=== Recorded data ===
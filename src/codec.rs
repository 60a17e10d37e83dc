//! Decoding uploads into pixel buffers and encoding results for delivery.

use std::io::Cursor;

use image::error::{ParameterError, ParameterErrorKind};
use image::{ImageError, ImageFormat};
use log::debug;

use crate::buffer::PixelBuffer;
use crate::error::{EnhanceError, Result};

/// MIME type of encoded enhancement results.
pub const PNG_MIME: &str = "image/png";

/// Decode an encoded image (PNG, JPEG) into an RGBA buffer.
pub fn decode_image(bytes: &[u8]) -> Result<PixelBuffer> {
    let image = image::load_from_memory(bytes).map_err(EnhanceError::Decode)?;
    debug!(
        "decoded {}x{} source image ({:?})",
        image.width(),
        image.height(),
        image.color()
    );
    PixelBuffer::from_rgba_image(image.to_rgba8())
}

/// Encode a buffer as PNG.
///
/// PNG has no representation for zero-sized images, so those fail here.
pub fn encode_png(buffer: &PixelBuffer) -> std::result::Result<Vec<u8>, ImageError> {
    if buffer.is_empty() {
        return Err(parameter_error("cannot encode a zero-sized image"));
    }
    let image = buffer
        .to_rgba_image()
        .ok_or_else(|| parameter_error("image dimensions exceed u32"))?;

    let mut out = Vec::new();
    image.write_to(&mut Cursor::new(&mut out), ImageFormat::Png)?;
    Ok(out)
}

fn parameter_error(message: &str) -> ImageError {
    ImageError::Parameter(ParameterError::from_kind(ParameterErrorKind::Generic(
        message.to_string(),
    )))
}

=== TASK TO COMPLETE ===
Pull out every line of the entries that includes the word "ImageError".

=== OUTPUT ===
use image::{ImageError, ImageFormat};
pub fn encode_png(buffer: &PixelBuffer) -> std::result::Result<Vec<u8>, ImageError> {
fn parameter_error(message: &str) -> ImageError {
    ImageError::Parameter(ParameterError::from_kind(ParameterErrorKind::Generic(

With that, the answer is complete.